Return the entries below exactly as written.

++++ INFORMATION GIVEN ++++

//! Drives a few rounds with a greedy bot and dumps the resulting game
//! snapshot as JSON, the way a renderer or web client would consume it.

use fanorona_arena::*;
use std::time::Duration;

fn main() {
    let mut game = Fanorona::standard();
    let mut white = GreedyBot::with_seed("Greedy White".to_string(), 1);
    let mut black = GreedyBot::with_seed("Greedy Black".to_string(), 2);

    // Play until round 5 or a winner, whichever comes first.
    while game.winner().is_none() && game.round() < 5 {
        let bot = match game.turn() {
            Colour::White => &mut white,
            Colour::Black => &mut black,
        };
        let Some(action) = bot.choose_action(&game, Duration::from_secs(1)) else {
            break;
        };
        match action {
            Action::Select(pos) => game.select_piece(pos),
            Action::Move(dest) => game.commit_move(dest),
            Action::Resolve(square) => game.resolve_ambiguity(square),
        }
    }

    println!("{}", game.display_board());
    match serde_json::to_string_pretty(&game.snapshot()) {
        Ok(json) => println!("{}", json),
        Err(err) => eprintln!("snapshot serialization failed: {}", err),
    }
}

++++

▸ **EXERCISE RESPONSE**:
//! Drives a few rounds with a greedy bot and dumps the resulting game
//! snapshot as JSON, the way a renderer or web client would consume it.

use fanorona_arena::*;
use std::time::Duration;

fn main() {
    let mut game = Fanorona::standard();
    let mut white = GreedyBot::with_seed("Greedy White".to_string(), 1);
    let mut black = GreedyBot::with_seed("Greedy Black".to_string(), 2);

    // Play until round 5 or a winner, whichever comes first.
    while game.winner().is_none() && game.round() < 5 {
        let bot = match game.turn() {
            Colour::White => &mut white,
            Colour::Black => &mut black,
        };
        let Some(action) = bot.choose_action(&game, Duration::from_secs(1)) else {
            break;
        };
        match action {
            Action::Select(pos) => game.select_piece(pos),
            Action::Move(dest) => game.commit_move(dest),
            Action::Resolve(square) => game.resolve_ambiguity(square),
        }
    }

    println!("{}", game.display_board());
    match serde_json::to_string_pretty(&game.snapshot()) {
        Ok(json) => println!("{}", json),
        Err(err) => eprintln!("snapshot serialization failed: {}", err),
    }
}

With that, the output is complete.